Skye Cycle WayBRIDGE TO BROADFORD PATH
Creating a safe path for all between the Skye Bridge and Broadford
A group of volunteers and representatives from local groups are working together to establish a safe path for all between Kyle of Lochalsh and Broadford. The path will provide a traffic-free route for walkers and wheelers away from the busy and dangerous main road on to the island. It will connect communities; encourage greener, active travel; and provide leisure opportunities for local residents and visitors.
The route will re-use much of the old road running alongside the busy A87 and then pass through Breakish to link with future island- wide safe routes.
In January 2019 the group was awarded funding from Transport Scotland via sustainable transport charity Sustrans to undertake surveys and feasibility studies. Additional funding through Sustrans has enabled the group to employ a part time project officer, consult with residents and user groups, and develop designs. A Future Users Group has been set up to ensure that the path meets the needs of everyone, including disabled users and young people.
The group holds open meetings and volunteer action days when possible and is involved in a number of local community events and activities.

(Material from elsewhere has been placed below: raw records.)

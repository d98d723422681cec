use crate::error::RetrievalError;
use crate::tfidf::{cosine_similarity, TfidfVectorizer};
use serde::Serialize;
use tracing::debug;

pub const DEFAULT_TOP_K: usize = 4;

#[derive(Debug, Clone, PartialEq, Serialize)]
pub struct RankedChunk {
    pub index: usize,
    pub score: f64,
    pub text: String,
}

/// Scores are only comparable within one call. Equal scores keep the
/// chunks' input order.
pub fn rank_chunks(
    query: &str,
    chunks: &[String],
    top_k: usize,
) -> Result<Vec<RankedChunk>, RetrievalError> {
    if top_k == 0 {
        return Err(RetrievalError::InvalidTopK(top_k));
    }
    if chunks.is_empty() {
        return Ok(Vec::new());
    }

    let vectorizer = TfidfVectorizer::new()?;
    let corpus = std::iter::once(query)
        .chain(chunks.iter().map(String::as_str))
        .collect::<Vec<_>>();
    let matrix = vectorizer.fit_transform(&corpus);

    // row 0 is the query
    let query_row = &matrix.rows[0];
    let chunk_rows = &matrix.rows[1..];

    let mut scored = chunk_rows
        .iter()
        .enumerate()
        .map(|(index, row)| (index, cosine_similarity(query_row, row)))
        .collect::<Vec<_>>();

    scored.sort_by(|left, right| right.1.total_cmp(&left.1).then(left.0.cmp(&right.0)));
    scored.truncate(top_k);

    debug!(
        chunk_count = chunks.len(),
        vocabulary = matrix.vocabulary.len(),
        returned = scored.len(),
        best_score = scored.first().map(|(_, score)| *score).unwrap_or_default(),
        "ranked chunks"
    );

    Ok(scored
        .into_iter()
        .map(|(index, score)| RankedChunk {
            index,
            score,
            text: chunks[index].clone(),
        })
        .collect())
}

pub fn get_relevant_chunks(
    query: &str,
    chunks: &[String],
    top_k: usize,
) -> Result<Vec<String>, RetrievalError> {
    Ok(rank_chunks(query, chunks, top_k)?
        .into_iter()
        .map(|ranked| ranked.text)
        .collect())
}
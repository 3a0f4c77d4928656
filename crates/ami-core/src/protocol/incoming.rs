//! Parsing of one delimited frame into an [`IncomingMessage`].
//!
//! Each CRLF-separated line is split on its first colon into a name and a
//! value, both trimmed.  Three kinds of line are recognized:
//!
//! - `Variable: name=value` lines feed the envelope's free variables.
//! - `ChanVariable(<channel>): name=value` lines feed the per-channel
//!   variable table under the lower-cased channel name, or under the
//!   [`DEFAULT_CHANNEL`] bucket when no channel is given.
//! - Everything else becomes a key.
//!
//! After the whole frame has been read, variables collected in the default
//! bucket are merged into the bucket of the message's own `Channel` field,
//! if it has one, and the default bucket is dropped.

use std::collections::HashMap;

use crate::protocol::message::{Envelope, EOL};

/// Bucket name for channel variables that name no channel.
pub const DEFAULT_CHANNEL: &str = "default";

const CHANVARIABLE_PREFIX: &str = "chanvariable";

/// Variables scoped to one channel, keyed by lower-cased variable name.
pub type ChannelVariables = HashMap<String, String>;

/// A message received from the server, parsed from one raw frame.
#[derive(Debug, Clone, PartialEq, Eq)]
pub struct IncomingMessage {
    envelope: Envelope,
    raw_content: String,
    channel_variables: HashMap<String, ChannelVariables>,
}

impl IncomingMessage {
    /// Parses `raw` (one frame, without the trailing empty line).
    ///
    /// Parsing never fails: lines without a colon become keys with an empty
    /// value and empty lines are skipped.
    ///
    /// # Examples
    ///
    /// ```rust
    /// use ami_core::protocol::IncomingMessage;
    ///
    /// let msg = IncomingMessage::parse("Response: Success\r\nActionID: 7\r\nMessage: Pong");
    /// assert_eq!(msg.key("response"), Some("Success"));
    /// assert_eq!(msg.action_id(), Some("7"));
    /// ```
    pub fn parse(raw: &str) -> Self {
        let mut envelope = Envelope::new();
        let mut channel_variables: HashMap<String, ChannelVariables> = HashMap::new();
        channel_variables.insert(DEFAULT_CHANNEL.to_string(), ChannelVariables::new());

        for line in raw.split(EOL) {
            if line.trim().is_empty() {
                continue;
            }
            let (name, value) = split_line(line);
            let lower = name.to_ascii_lowercase();

            if lower.starts_with(CHANVARIABLE_PREFIX) {
                let channel = channel_from_name(&lower).unwrap_or(DEFAULT_CHANNEL);
                let (var_name, var_value) = split_assignment(value);
                channel_variables
                    .entry(channel.to_string())
                    .or_default()
                    .insert(var_name.to_ascii_lowercase(), var_value.to_string());
            } else if lower == "variable" && value.contains('=') {
                let (var_name, var_value) = split_assignment(value);
                envelope.add_variable(var_name, var_value);
            } else {
                envelope.set_key(&lower, value);
            }
        }

        if let Some(channel) = envelope.key("channel").map(str::to_ascii_lowercase) {
            let defaults = channel_variables.remove(DEFAULT_CHANNEL).unwrap_or_default();
            channel_variables.entry(channel).or_default().extend(defaults);
        }

        Self {
            envelope,
            raw_content: raw.to_string(),
            channel_variables,
        }
    }

    /// Returns the value of key `name`, compared case-insensitively.
    pub fn key(&self, name: &str) -> Option<&str> {
        self.envelope.key(name)
    }

    /// The parsed envelope.
    pub fn envelope(&self) -> &Envelope {
        &self.envelope
    }

    /// Returns the `ActionID` key.
    pub fn action_id(&self) -> Option<&str> {
        self.envelope.action_id()
    }

    /// Sets the `ActionID` key.
    pub fn set_action_id(&mut self, id: &str) {
        self.envelope.set_key("ActionID", id);
    }

    /// Returns the `EventList` key: `"start"` on list heads, `"Complete"` on
    /// the event that closes a list.
    pub fn event_list(&self) -> Option<&str> {
        self.envelope.key("eventlist")
    }

    /// Returns the `Timestamp` key, present when the server has timestamps on.
    pub fn timestamp(&self) -> Option<&str> {
        self.envelope.key("timestamp")
    }

    /// The exact frame text as received.
    pub fn raw_content(&self) -> &str {
        &self.raw_content
    }

    /// Channel variables of `channel`, or of the message's own channel when
    /// `channel` is `None` (the default bucket if it has no `Channel` key).
    pub fn channel_variables(&self, channel: Option<&str>) -> Option<&ChannelVariables> {
        let name = match channel {
            Some(name) => name.to_ascii_lowercase(),
            None => self
                .envelope
                .key("channel")
                .map(str::to_ascii_lowercase)
                .unwrap_or_else(|| DEFAULT_CHANNEL.to_string()),
        };
        self.channel_variables.get(&name)
    }

    /// Channel variables of every reported channel, keyed by lower-cased name.
    pub fn all_channel_variables(&self) -> &HashMap<String, ChannelVariables> {
        &self.channel_variables
    }
}

/// Splits `name: value` on the first colon.  A line without a colon yields an
/// empty value.
fn split_line(line: &str) -> (&str, &str) {
    match line.split_once(':') {
        Some((name, value)) => (name.trim(), value.trim()),
        None => (line.trim(), ""),
    }
}

/// Splits `name=value` on the first `=`.
fn split_assignment(text: &str) -> (&str, &str) {
    match text.split_once('=') {
        Some((name, value)) => (name.trim(), value.trim()),
        None => (text.trim(), ""),
    }
}

/// Extracts `chan` from `chanvariable(chan)`.
fn channel_from_name(name: &str) -> Option<&str> {
    let open = name.find('(')?;
    let close = name[open + 1..].find(')')? + open + 1;
    Some(&name[open + 1..close])
}

// ── Tests ─────────────────────────────────────────────────────────────────────
/// Reads a channel or global variable.
#[derive(Debug, Clone, PartialEq, Eq)]
pub struct GetVarAction {
    pub variable: String,
    pub channel: Option<String>,
}

impl GetVarAction {
    pub fn new(variable: impl Into<String>) -> Self {
        Self {
            variable: variable.into(),
            channel: None,
        }
    }

    pub fn on_channel(mut self, channel: impl Into<String>) -> Self {
        self.channel = Some(channel.into());
        self
    }
}

impl Action for GetVarAction {
    const NAME: &'static str = "GetVar";

    fn into_message(self) -> ActionMessage {
        ActionMessage::new(Self::NAME)
            .optional_key("Channel", self.channel)
            .key("Variable", self.variable)
    }
}

/// Writes a channel or global variable.
#[derive(Debug, Clone, PartialEq, Eq)]
pub struct SetVarAction {
    pub variable: String,
    pub value: String,
    pub channel: Option<String>,
}

impl SetVarAction {
    pub fn new(variable: impl Into<String>, value: impl Into<String>) -> Self {
        Self {
            variable: variable.into(),
            value: value.into(),
            channel: None,
        }
    }

    pub fn on_channel(mut self, channel: impl Into<String>) -> Self {
        self.channel = Some(channel.into());
        self
    }
}

impl Action for SetVarAction {
    const NAME: &'static str = "SetVar";

    fn into_message(self) -> ActionMessage {
        ActionMessage::new(Self::NAME)
            .optional_key("Channel", self.channel)
            .key("Variable", self.variable)
            .key("Value", self.value)
    }
}

/// Places an outbound call.
#[derive(Debug, Clone, Default, PartialEq, Eq)]
pub struct OriginateAction {
    pub channel: String,
    pub exten: Option<String>,
    pub context: Option<String>,
    pub priority: Option<String>,
    pub application: Option<String>,
    pub data: Option<String>,
    pub timeout_ms: Option<u64>,
    pub caller_id: Option<String>,
    pub account: Option<String>,
    pub is_async: bool,
    pub codecs: Option<String>,
    /// Channel variables, rendered as repeated `Variable:` lines.
    pub variables: Vec<(String, String)>,
}

impl OriginateAction {
    pub fn new(channel: impl Into<String>) -> Self {
        Self {
            channel: channel.into(),
            ..Default::default()
        }
    }

    /// Dials `exten@context` at `priority` once the channel answers.
    pub fn dial_extension(
        mut self,
        exten: impl Into<String>,
        context: impl Into<String>,
        priority: impl Into<String>,
    ) -> Self {
        self.exten = Some(exten.into());
        self.context = Some(context.into());
        self.priority = Some(priority.into());
        self
    }

    /// Runs `application(data)` once the channel answers.
    pub fn run_application(
        mut self,
        application: impl Into<String>,
        data: impl Into<String>,
    ) -> Self {
        self.application = Some(application.into());
        self.data = Some(data.into());
        self
    }

    pub fn with_variable(mut self, name: impl Into<String>, value: impl Into<String>) -> Self {
        self.variables.push((name.into(), value.into()));
        self
    }
}
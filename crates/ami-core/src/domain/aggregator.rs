//! Folding of list responses and their child events into one answer.
//!
//! A list action is answered by a head response (`EventList: start`),
//! one event per item and a closing event.  The aggregator keeps each open
//! head under its `ActionID`, appends child events carrying the same
//! identifier, and hands the finished response back once a child closes the
//! list.  Events belonging to no open list are returned untouched for
//! dispatch.
//!
//! The aggregator holds the only link from identifier to open response;
//! events never point back at their parent.  It is owned by the single reader
//! of a connection and needs no locking.

use std::collections::HashMap;

use tracing::{debug, warn};

use crate::protocol::{EventMessage, ResponseMessage};

/// Result of offering an event to the aggregator.
#[derive(Debug, Clone, PartialEq, Eq)]
pub enum Offer {
    /// The event was appended to an open list that is still incomplete.
    Absorbed,
    /// The event closed its list; the finished response is returned.
    Completed(ResponseMessage),
    /// No open list claims the event.
    Unclaimed(EventMessage),
}

/// Open list responses keyed by `ActionID`.
#[derive(Debug, Default)]
pub struct ListAggregator {
    open: HashMap<String, ResponseMessage>,
}

impl ListAggregator {
    pub fn new() -> Self {
        Self::default()
    }

    /// Starts collecting events for the list headed by `response`.
    ///
    /// A list already open under the same identifier is replaced.
    ///
    /// # Errors
    ///
    /// Returns the response back when it carries no `ActionID`, since no
    /// child event could ever be matched to it.
    pub fn open(&mut self, response: ResponseMessage) -> Result<(), ResponseMessage> {
        let Some(id) = response.action_id().map(str::to_string) else {
            return Err(response);
        };
        debug!(action_id = %id, "list opened");
        if let Some(previous) = self.open.insert(id.clone(), response) {
            warn!(
                action_id = %id,
                events = previous.events().len(),
                "replacing unfinished list with the same ActionID"
            );
        }
        Ok(())
    }

    /// Offers an event to the open list with the event's `ActionID`.
    pub fn offer(&mut self, event: EventMessage) -> Offer {
        let Some(id) = event.action_id().map(str::to_string) else {
            return Offer::Unclaimed(event);
        };
        let Some(response) = self.open.get_mut(&id) else {
            return Offer::Unclaimed(event);
        };

        response.add_event(event);
        if !response.is_complete() {
            return Offer::Absorbed;
        }
        match self.open.remove(&id) {
            Some(response) => {
                debug!(action_id = %id, events = response.events().len(), "list completed");
                Offer::Completed(response)
            }
            None => Offer::Absorbed,
        }
    }

    pub fn is_open(&self, id: &str) -> bool {
        self.open.contains_key(id)
    }

    pub fn open_count(&self) -> usize {
        self.open.len()
    }

    /// Drops the open list for `id`, returning what was collected so far.
    pub fn abandon(&mut self, id: &str) -> Option<ResponseMessage> {
        self.open.remove(id)
    }

    /// Drops every open list.
    pub fn abandon_all(&mut self) -> Vec<ResponseMessage> {
        self.open.drain().map(|(_, response)| response).collect()
    }
}

// ── Tests ─────────────────────────────────────────────────────────────────────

We are currently recruiting a freelance contractor with community engagement experience. The deadline is the 24th January 2022 and if you would like more information you will find it here.
New volunteers are very welcome. Ways you can get involved include:
- Helping organise an event
- Helping with fundraising
- Help improve access to active travel for less mobile users
- Helping with administration
- Publicity and communications
For more information follow Skye Cycle Way on Facebook: @SkyeBikeRunWalk
The seven mile stretch of A87 between Broadford and Kyle is a hugely busy road. All Skye Bridge traffic comes this way, including lorries and tourist traffic, and the 60 mph speed limit is often exceeded. While cycling in Skye is increasingly popular, and a more environmentally friendly way to travel for both work and leisure, this is an unpleasant and potentially dangerous route to attempt on two wheels.
Yet alongside much of this busy road sit remnants of an old road running along the shore – largely now hidden, but with much of the tarmac is still in place under the moss and undergrowth. The group’s vision is to re-use this existing structure and extend it to provide a beautiful, safe and convenient path for all non-motorised users – including cyclists, walkers and runners. In due course this could become the start of a ‘green’ transport network across Skye and Wester Ross.